Put my vote down for the photos of different types of aircraft flying together. Over the years I have seen all the normal stuff, and as has been said some of the better stuff is seen departing or arriving, but this is the first time I have seen a heritage flight. 
I find it technically interesting to see aircraft of different generations hanging in the sky.
 It is a pain logistically to get down to the CNE so it is great to see your pictures.
Thanks muchly for the photos.


----------



## Bandit1 (4 Sep 2007)

tech2002 said:
			
		

> those guys like bandit 1 probably using high end SLR type camera



Actually I use the Kodak Easyshare Z650, a point and shoot but one with a myriad of functions and different settings which help the photographer adapt to the different conditions which they find themselves in while shooting.  

A lot of people have the misconception (I'm not saying anyone here!) that you need a high priced camera to take a good or great picture.  Having the bigger image sensor does help, don't get me wrong, but even the pro with a $5000 camera sometimes can't get good shots simply because he either wasn't in the right area or didn't know the nature of his camera.  Remember, bigger and more expensive means more buttons and more to learn.  I've seen manuals that are as thick as a Flight Safety manual, easily 2" thick.  People will buy the camera but then not sit down and learn about everything the camera can do.  

With regards to the Heritage Flight, I was at  a great spot along the Toronto waterfront which I knew that they'd be flying over - proof that recon work does come in handy when shooting certain shows.  The Snowbird shots I took were from show centre, where I was looking after my air show responsibilities on Saturday.  The great thing about the Snowbirds is that they're flying a much tighter box this year compared to years past, which keeps them in front of the audience a lot more.  Some of the static shots come from a creative imagination, thinking outside the box and just coming up with something different.  I mean, how many of us have seen a side or frontal view of a Hornet, the Snowbirds, Rhino, etc...the only one I hadn't seen up close and personal was the Raptor, so I took many shots of her and posted the ones that looked ok.  Not great, but ok and the bonus is that it gives people who weren't there a chance to see the lines of what is a truly magnificant aircraft.  Personally, I'm big on Morning Glory but a very close 2nd is the shot of the CF-18's taxiing in where I managed to catch the heat waves coming from the engines.  Both HF photos I like as well.  Who am I kidding, I love any chance when I get to see military assets in the air.

I'm going through the process of saving up some money to get a decent SLR (Cannon XTi package, will set me back about $2000 including battery pack, memory cards and a couple of lenses - one zoom one wide angle for air to air shooting) but with my foray into the Forces it might be a little while before I get it, as I might be using Nikon when I do get in...

I know most are busy here with life and a whole bunch of different things, but if you have the time to spare to volunteer at a local air show near you, then I'd suggest going for it.  You won't get paid, but the chance to meet performers and see the planes on arrival day or even first thing in the morning without people around more than pays for the hours that you put in as a volunteer.

For those who want to see more air show pictures that I've taken over the summer, feel free to go here.  I've also been lucky enough to do some writing and photographing for the Air Force website, and those pieces can be found here and here.  Feel free to leave your feedback here, even constructive criticism is appreciated!

Cheers, and never stop looking up!


----------



## observor 69 (4 Sep 2007)

I must have missed that part.
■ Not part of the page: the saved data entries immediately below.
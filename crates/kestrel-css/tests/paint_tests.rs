//! Integration tests for display-list construction and replay.

use kestrel_common::Settings;
use kestrel_css::{
    ApproximateFontMetrics, BlendMode, CanvasCommand, ColorValue, DisplayList, ItemKind,
    LayoutTree, RecordingCanvas, StyleState, Stylesheet, compute_styles, default_stylesheet,
    layout, paint,
};
use kestrel_dom::{DomTree, Fragment, NodeId};

struct Rendered {
    tree: DomTree,
    layout: LayoutTree,
    list: DisplayList,
}

fn render_with(tree: DomTree, sheet: &Stylesheet) -> Rendered {
    let mut state = StyleState::new();
    let _ = compute_styles(&tree, sheet, &mut state, false, 0.033);
    let layout = layout(
        &tree,
        state.styles(),
        &ApproximateFontMetrics,
        &Settings::default(),
        1.0,
    );
    let list = paint(&layout, &tree, state.styles());
    Rendered { tree, layout, list }
}

fn render(json: &str) -> Rendered {
    let fragment: Fragment = serde_json::from_str(json).unwrap();
    render_with(DomTree::from_fragment(&fragment), &Stylesheet::new())
}

fn find(tree: &DomTree, tag: &str) -> NodeId {
    tree.iter_all()
        .find(|&id| tree.tag_name(id) == Some(tag))
        .unwrap()
}

fn replay(list: &DisplayList) -> Vec<CanvasCommand> {
    let mut canvas = RecordingCanvas::new();
    list.execute(&mut canvas);
    canvas.commands
}

#[test]
fn test_background_paints_below_text() {
    let r = render(
        r#"{ "tag": "html", "children": [
            { "tag": "div", "style": { "background-color": "red" }, "children": ["hi"] }
        ] }"#,
    );
    let commands = replay(&r.list);
    assert_eq!(commands.len(), 2, "{commands:?}");
    assert!(matches!(commands[0], CanvasCommand::Rect(_, c) if c == ColorValue::rgb(255, 0, 0)));
    assert!(matches!(&commands[1], CanvasCommand::Text { text, .. } if text == "hi"));
}

#[test]
fn test_rounded_background_keeps_its_radius() {
    let r = render(
        r#"{ "tag": "html", "children": [
            { "tag": "div", "style": { "background-color": "blue", "border-radius": "6px" },
              "children": ["hi"] }
        ] }"#,
    );
    let backgrounds: Vec<_> = r
        .list
        .items()
        .iter()
        .filter(|item| matches!(item.kind, ItemKind::DrawRect { .. } | ItemKind::DrawRRect { .. }))
        .collect();
    assert_eq!(backgrounds.len(), 1);
    assert!(matches!(
        backgrounds[0].kind,
        ItemKind::DrawRRect { radius, .. } if (radius - 6.0).abs() < 1e-3
    ));
}

#[test]
fn test_sibling_order_is_paint_order() {
    let r = render(
        r#"{ "tag": "html", "children": [
            { "tag": "p", "children": ["first"] },
            { "tag": "p", "children": ["second third"] }
        ] }"#,
    );
    let mut canvas = RecordingCanvas::new();
    r.list.execute(&mut canvas);
    assert_eq!(canvas.texts(), vec!["first", "second", "third"]);
}

#[test]
fn test_plain_document_needs_no_compositing() {
    let r = render(
        r#"{ "tag": "html", "children": [ { "tag": "p", "children": ["plain"] } ] }"#,
    );
    assert!(!r.list.is_empty());
    assert!(r.list.items().iter().all(|item| !item.needs_compositing));
    assert!(
        replay(&r.list)
            .iter()
            .all(|c| !matches!(c, CanvasCommand::Save | CanvasCommand::SaveLayer(..)))
    );
}

#[test]
fn test_opacity_forces_a_layer() {
    let r = render(
        r#"{ "tag": "html", "children": [
            { "tag": "div", "style": { "opacity": "0.5" }, "children": ["faded"] }
        ] }"#,
    );
    let div = find(&r.tree, "div");
    let layer = r.list.save_layer_for(div).unwrap();
    let item = r.list.get(layer).unwrap();
    assert!(item.needs_compositing);
    assert!(matches!(
        item.kind,
        ItemKind::SaveLayer { should_save: true, blend: BlendMode::Normal, .. }
    ));
    for &root in r.list.roots() {
        assert!(r.list.get(root).unwrap().needs_compositing);
    }

    let commands = replay(&r.list);
    let save = commands
        .iter()
        .position(|c| *c == CanvasCommand::SaveLayer(0.5, BlendMode::Normal))
        .unwrap();
    let text = commands
        .iter()
        .position(|c| matches!(c, CanvasCommand::Text { .. }))
        .unwrap();
    assert!(save < text);
    assert_eq!(commands.last(), Some(&CanvasCommand::Restore));
}

#[test]
fn test_translation_wraps_children_and_moves_bounds() {
    let r = render(
        r#"{ "tag": "html", "children": [
            { "tag": "div", "style": { "transform": "translate(10px, 5px)" }, "children": ["moved"] }
        ] }"#,
    );
    let commands = replay(&r.list);
    assert!(commands.contains(&CanvasCommand::Translate(10.0, 5.0)));

    let (text_id, text_item) = r
        .list
        .items()
        .iter()
        .enumerate()
        .find(|(_, item)| matches!(item.kind, ItemKind::DrawText { .. }))
        .unwrap();
    let absolute = r.list.absolute_bounds(text_id);
    assert!((absolute.x - (text_item.rect.x + 10.0)).abs() < 1e-3);
    assert!((absolute.y - (text_item.rect.y + 5.0)).abs() < 1e-3);
}

#[test]
fn test_overflow_clip_uses_border_radius() {
    let r = render(
        r#"{ "tag": "html", "children": [
            { "tag": "div", "style": { "overflow": "clip", "border-radius": "4px" }, "children": ["round"] }
        ] }"#,
    );
    let commands = replay(&r.list);
    assert!(commands.iter().any(
        |c| matches!(c, CanvasCommand::Clip(_, radius) if (*radius - 4.0).abs() < 1e-3)
    ));
    assert!(commands.contains(&CanvasCommand::SaveLayer(1.0, BlendMode::Normal)));
    let saves = commands
        .iter()
        .filter(|c| matches!(c, CanvasCommand::Save | CanvasCommand::SaveLayer(..)))
        .count();
    let restores = commands
        .iter()
        .filter(|c| matches!(c, CanvasCommand::Restore))
        .count();
    assert_eq!(saves, restores);
}

#[test]
fn test_focused_input_draws_caret_and_ring() {
    let fragment: Fragment = serde_json::from_str(
        r#"{ "tag": "html", "children": [
            { "tag": "p", "children": [ { "tag": "input", "attributes": { "value": "ab" } } ] }
        ] }"#,
    )
    .unwrap();
    let mut tree = DomTree::from_fragment(&fragment);
    let input = find(&tree, "input");
    tree.as_element_mut(input).unwrap().focused = true;
    let r = render_with(tree, default_stylesheet());

    let input_box = r.layout.get(r.layout.box_for_node(input).unwrap()).unwrap();
    let caret_x = input_box.x + 2.0 * 9.6;
    assert!(r.list.items().iter().any(|item| matches!(
        item.kind,
        ItemKind::DrawLine { from, .. } if (from.0 - caret_x).abs() < 1e-3
    )));
    assert!(r.list.items().iter().any(|item| matches!(
        item.kind,
        ItemKind::DrawOutline { .. }
    ) && item.rect == input_box.rect()));
    assert!(r.list.items().iter().any(|item| matches!(
        item.kind,
        ItemKind::DrawRect { color } if color == ColorValue::rgb(173, 216, 230)
    )));
}

#[test]
fn test_focused_link_is_outlined_on_its_line() {
    let fragment: Fragment = serde_json::from_str(
        r#"{ "tag": "html", "children": [
            { "tag": "p", "children": ["go", { "tag": "a", "children": ["over there"] }] }
        ] }"#,
    )
    .unwrap();
    let mut tree = DomTree::from_fragment(&fragment);
    let a = find(&tree, "a");
    tree.as_element_mut(a).unwrap().focused = true;
    let r = render_with(tree, &Stylesheet::new());

    let outlines: Vec<_> = r
        .list
        .items()
        .iter()
        .filter(|item| matches!(item.kind, ItemKind::DrawOutline { .. }))
        .collect();
    assert_eq!(outlines.len(), 1);

    // The ring spans both words of the link but not the word before it.
    let words: Vec<_> = r
        .list
        .items()
        .iter()
        .filter_map(|item| match &item.kind {
            ItemKind::DrawText { text, .. } => Some((text.as_str(), item.rect)),
            _ => None,
        })
        .collect();
    let ring = outlines[0].rect;
    let go = words.iter().find(|(t, _)| *t == "go").unwrap().1;
    let there = words.iter().find(|(t, _)| *t == "there").unwrap().1;
    assert!(ring.x > go.right());
    assert!((ring.right() - there.right()).abs() < 1e-3);
}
You're joining the forces?


----------



## Bandit1 (4 Sep 2007)

Baden  Guy said:
			
		

> I must have missed that part. You're joining the forces?



Not to deviate too much from this thread, but I wanted to be an AF PAFFO for a long time but there weren't any positions available so I started my app with the desired position being Int Ops.  I recently got an email that the AF opened up a couple of AF Reserve PAFFO positions, one of which will apparantly be offered to me once I redo my interview and a couple of other matters are addressed.  More details to follow as it all becomes available.

Bandit


----------



## belka (7 Sep 2007)

How much of a difference is there when it comes to the noise level between the F18 and Raptor?


----------



## Bandit1 (8 Sep 2007)

NINJA said:
			
		

> How much of a difference is there when it comes to the noise level between the F18 and Raptor?



Given that neither aircraft go supersonic during the performance, from a technical standpoint they aren't that far apart.  Given that the Raptor does have maneuvres built into its routine that rely on its thrust vectoring capabilities, however, I would have to say that it is a little bit louder, but not by much.  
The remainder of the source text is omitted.